Much of the book contrasts the ideas of Voltaire in Candide with those of Dostoevsky in The Brothers Karamazov. The book also references the concept of "fallen time" and of an atemporal fall (where the entire universe is considered to be incomplete and imperfect as a result of a fall that took place outside of time as we now experience it).
Hart's book is not a typical Christian apology for the existence of evil in a world created by a good God. Instead, it primarily critiques any attempts to make such a apology. In The Hedgehog Review, writer and professor Eugene McCarraher calls The Doors of the Sea "a ferocious attack on theodicy in the wake of the previous year’s tsunami."[3] As Hart says on page 58 of the book: "The principal task of theodicy is to explain why paradise is not a logical possibility."

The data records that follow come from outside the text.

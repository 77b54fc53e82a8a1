//! Session lifecycle manager.
//!
//! Owns the tab's session: creates or restores it on first load, refreshes it on
//! activity, replaces it when it expires or the user logs out, and pushes the
//! current id to the SDK. Every entry point absorbs its failures (logged) and
//! returns a plain outcome.

use std::cell::RefCell;
use std::rc::{Rc, Weak};

use chrono::{DateTime, Utc};
use serde::Serialize;
use tracing::{debug, info, warn};

use super::record::{generate_csid, SessionRecord};
use super::store::{is_valid, SessionStore};
use crate::config::SessionConfig;
use crate::event_loop::{to_chrono, EventLoop, TimerId};
use crate::sdk::SessionSdk;
use crate::storage::TabStorage;

#[derive(Debug, Clone, PartialEq, Eq, Serialize)]
#[serde(tag = "outcome", content = "csid", rename_all = "snake_case")]
pub enum InitOutcome {
    AlreadyInitialized,
    /// A fresh stored session was resumed.
    Restored(String),
    /// A new session was started; `None` when the SDK was not available.
    Started(Option<String>),
}

impl InitOutcome {
    pub fn session_id(&self) -> Option<&str> {
        match self {
            InitOutcome::Restored(id) | InitOutcome::Started(Some(id)) => Some(id),
            _ => None,
        }
    }
}

/// Page events the activity hooks react to.
#[derive(Debug, Clone, Copy, PartialEq, Eq)]
pub enum PageEvent {
    VisibilityChange { hidden: bool },
    BeforeUnload,
}

#[derive(Default)]
struct ManagerState {
    initialized: bool,
    current_session_id: Option<String>,
    sweep: Option<TimerId>,
    hooks_attached: bool,
}

struct Inner {
    config: SessionConfig,
    timeout: chrono::Duration,
    store: SessionStore,
    sdk: Rc<dyn SessionSdk>,
    event_loop: EventLoop,
    state: RefCell<ManagerState>,
}

impl Drop for Inner {
    fn drop(&mut self) {
        if let Some(sweep) = self.state.get_mut().sweep.take() {
            self.event_loop.clear(sweep);
        }
    }
}

/// Handle to the tab's session manager. Clones share state.
#[derive(Clone)]
pub struct SessionManager {
    inner: Rc<Inner>,
}

impl std::fmt::Debug for SessionManager {
    fn fmt(&self, f: &mut std::fmt::Formatter<'_>) -> std::fmt::Result {
        let state = self.inner.state.borrow();
        f.debug_struct("SessionManager")
            .field("mode", &self.inner.sdk.mode())
            .field("initialized", &state.initialized)
            .field("current_session_id", &state.current_session_id)
            .field("sweep", &state.sweep)
            .finish()
    }
}

impl SessionManager {
    pub fn new(
        config: &SessionConfig,
        storage: Rc<dyn TabStorage>,
        sdk: Rc<dyn SessionSdk>,
        event_loop: EventLoop,
    ) -> Self {
        SessionManager {
            inner: Rc::new(Inner {
                config: config.clone(),
                timeout: to_chrono(config.timeout()),
                store: SessionStore::new(storage, config.storage_key.clone()),
                sdk,
                event_loop,
                state: RefCell::new(ManagerState::default()),
            }),
        }
    }

    fn now(&self) -> DateTime<Utc> {
        self.inner.event_loop.now()
    }

    /// Establishes the tab's session once per page.
    pub fn initialize_application(&self) -> InitOutcome {
        if self.inner.state.borrow().initialized {
            debug!("Application already initialized");
            return InitOutcome::AlreadyInitialized;
        }

        let now = self.now();
        let outcome = match self.inner.store.load() {
            Some(record) if is_valid(&record, now, self.inner.timeout) => {
                let id = record.session_id;
                self.inner.state.borrow_mut().current_session_id = Some(id.clone());
                self.inner.sdk.set_customer_session_id(&id);
                info!(csid = %id, "Session restored");
                InitOutcome::Restored(id)
            }
            stale => {
                if let Some(record) = stale {
                    info!(csid = %record.session_id, "Stored session expired");
                }
                InitOutcome::Started(self.start_new_session())
            }
        };

        {
            let mut state = self.inner.state.borrow_mut();
            state.initialized = true;
            state.hooks_attached = true;
        }
        self.arm_sweep();
        outcome
    }

    /// Creates a session and schedules its id for the SDK after the grace delay.
    pub fn start_new_session(&self) -> Option<String> {
        if !self.inner.sdk.is_available() {
            warn!(mode = %self.inner.sdk.mode(), "SDK not available, session not started");
            return None;
        }

        let now = self.now();
        let id = generate_csid(now);

        let sdk = Rc::clone(&self.inner.sdk);
        let pushed = id.clone();
        self.inner
            .event_loop
            .set_timeout(self.inner.config.new_session_delay(), move || {
                sdk.set_customer_session_id(&pushed);
            });

        // Failure is logged by the store; the id is still live for this page.
        let _ = self.inner.store.store(&SessionRecord::new(id.clone(), now));
        self.inner.state.borrow_mut().current_session_id = Some(id.clone());
        info!(csid = %id, "New session started");
        Some(id)
    }

    /// Refreshes `lastActivity` of a fresh stored session. Returns false when
    /// there is nothing fresh to refresh or the write failed.
    pub fn update_activity(&self) -> bool {
        let now = self.now();
        let Some(mut record) = self.inner.store.load() else {
            return false;
        };
        if !is_valid(&record, now, self.inner.timeout) {
            return false;
        }
        record.touch(now);
        self.inner.store.store(&record).is_ok()
    }

    pub fn current_session_id(&self) -> Option<String> {
        self.inner.state.borrow().current_session_id.clone()
    }

    /// Checks `record`, or the stored record when none is given.
    pub fn is_session_valid(&self, record: Option<&SessionRecord>) -> bool {
        let now = self.now();
        match record {
            Some(record) => is_valid(record, now, self.inner.timeout),
            None => self
                .inner
                .store
                .load()
                .is_some_and(|record| is_valid(&record, now, self.inner.timeout)),
        }
    }

    /// Drops the current session and starts a replacement.
    pub fn end_session(&self) -> Option<String> {
        let previous = {
            let mut state = self.inner.state.borrow_mut();
            state.initialized = false;
            state.current_session_id.take()
        };
        let _ = self.inner.store.clear();
        info!(previous = ?previous, "Session ended");

        let replacement = self.start_new_session();

        let sweep_missing = self.inner.state.borrow().sweep.is_none();
        let hooks_attached = self.inner.state.borrow().hooks_attached;
        if self.inner.config.re_arm_sweep && hooks_attached && sweep_missing && replacement.is_some()
        {
            self.arm_sweep();
        }
        replacement
    }

    pub fn handle_logout(&self) -> Option<String> {
        self.end_session()
    }

    /// Adopts an id issued by the login backend and marks the session authenticated.
    pub fn handle_login(&self, session_id: &str) -> bool {
        if session_id.trim().is_empty() {
            warn!("Login without a session id ignored");
            return false;
        }

        let now = self.now();
        self.inner.state.borrow_mut().current_session_id = Some(session_id.to_string());
        self.inner.sdk.set_customer_session_id(session_id);

        let record = match self.inner.store.load() {
            Some(mut record) => {
                record.session_id = session_id.to_string();
                record.touch(now);
                record.is_authenticated = true;
                record
            }
            None => SessionRecord {
                is_authenticated: true,
                ..SessionRecord::new(session_id, now)
            },
        };
        let _ = self.inner.store.store(&record);
        info!(csid = %session_id, "Session authenticated");
        true
    }

    /// Activity hook. Returns true when the stored session was refreshed.
    pub fn handle_page_event(&self, event: PageEvent) -> bool {
        if !self.inner.state.borrow().hooks_attached {
            debug!(?event, "Activity hooks not attached yet");
            return false;
        }
        match event {
            PageEvent::VisibilityChange { hidden: true } => false,
            PageEvent::VisibilityChange { hidden: false } | PageEvent::BeforeUnload => {
                self.update_activity()
            }
        }
    }

    pub fn stored_record(&self) -> Option<SessionRecord> {
        self.inner.store.load()
    }

    pub fn is_initialized(&self) -> bool {
        self.inner.state.borrow().initialized
    }

    pub fn sweep_armed(&self) -> bool {
        let sweep = self.inner.state.borrow().sweep;
        sweep.is_some_and(|id| self.inner.event_loop.is_pending(id))
    }

    fn arm_sweep(&self) {
        let weak: Weak<Inner> = Rc::downgrade(&self.inner);
        let id = self
            .inner
            .event_loop
            .set_interval(self.inner.config.sweep_interval(), move || {
                if let Some(inner) = weak.upgrade() {
                    SessionManager { inner }.sweep_tick();
                }
            });

        let previous = self.inner.state.borrow_mut().sweep.replace(id);
        if let Some(previous) = previous {
            self.inner.event_loop.clear(previous);
        }
    }

    /// Ends the session once its stored record has gone stale. Without a
    /// readable record there is nothing to expire.
    fn sweep_tick(&self) {
        let Some(record) = self.inner.store.load() else {
            debug!("No stored session to sweep");
            return;
        };
        if self.is_session_valid(Some(&record)) {
            return;
        }

        let sweep = self.inner.state.borrow_mut().sweep.take();
        if let Some(sweep) = sweep {
            self.inner.event_loop.clear(sweep);
        }
        info!("Session expired, replacing it");
        self.end_session();
    }
}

The Doors of the Sea was widely praised in leading Christian periodicals. A September 20, 2005 review by Tom D'Evelyn in The Christian Science Monitor called the book "timely, eloquent, and unfashionable" with arguments that "are missing from public debate."[4] An October 3, 2005 review by Willis Jenkins in The Christian Century said that the book was a "moving inquiry into the question of evil, one likely to be a classic."[5] On December 5, 2005, a review by Cindy Crosby for Christianity Today concluded:
Hart also takes aim at theologies that argue that suffering reveals divine attributes and allows us to share in Christ's afflictions. He denounces those who say that people deservedly receive punishment or reward and that the suffering of innocents will bear spiritual fruit. He is unnecessarily obtuse in places. However, Hart compellingly argues that this world is only a shadow of a more glorious creation that God intends, a "shattered mirror of divine beauty."[6]
Author and seminary professor Michael D. O'Neil concludes his November 12, 2015 review[7] with this recap:
It is on account of this vision of God that Hart rejects all attempts at theodicy which endeavour to make sense of evil or find a place or purpose for it in the overarching purposes of God. Evil remains evil, so we are permitted to hate it with a perfect hatred.
The Doors of the Sea was also recognized outside of Christian publications with a September 1, 2005 review by Brad S. Matthies in the Library Journal. Another review in Publishers Weekly[8] concluded:
Writing in a sophisticated, academic style — highlighting the philosophical and theological writings of Voltaire, Aquinas, Dostoyevsky and Calvin — Hart asks Christians to allow themselves to be moved and horrified by violence, natural or human-made, and, at the same time, to acknowledge that God can and someday will bring about the Kingdom of Heaven on earth. It's an eloquent and persuasive stance.
Hart's book was also in the top-four winners (Honorable Mention) of the 2005 Foreword INDIES Book of the Year Awards in the category of Philosophy (Adult Nonfiction).[9]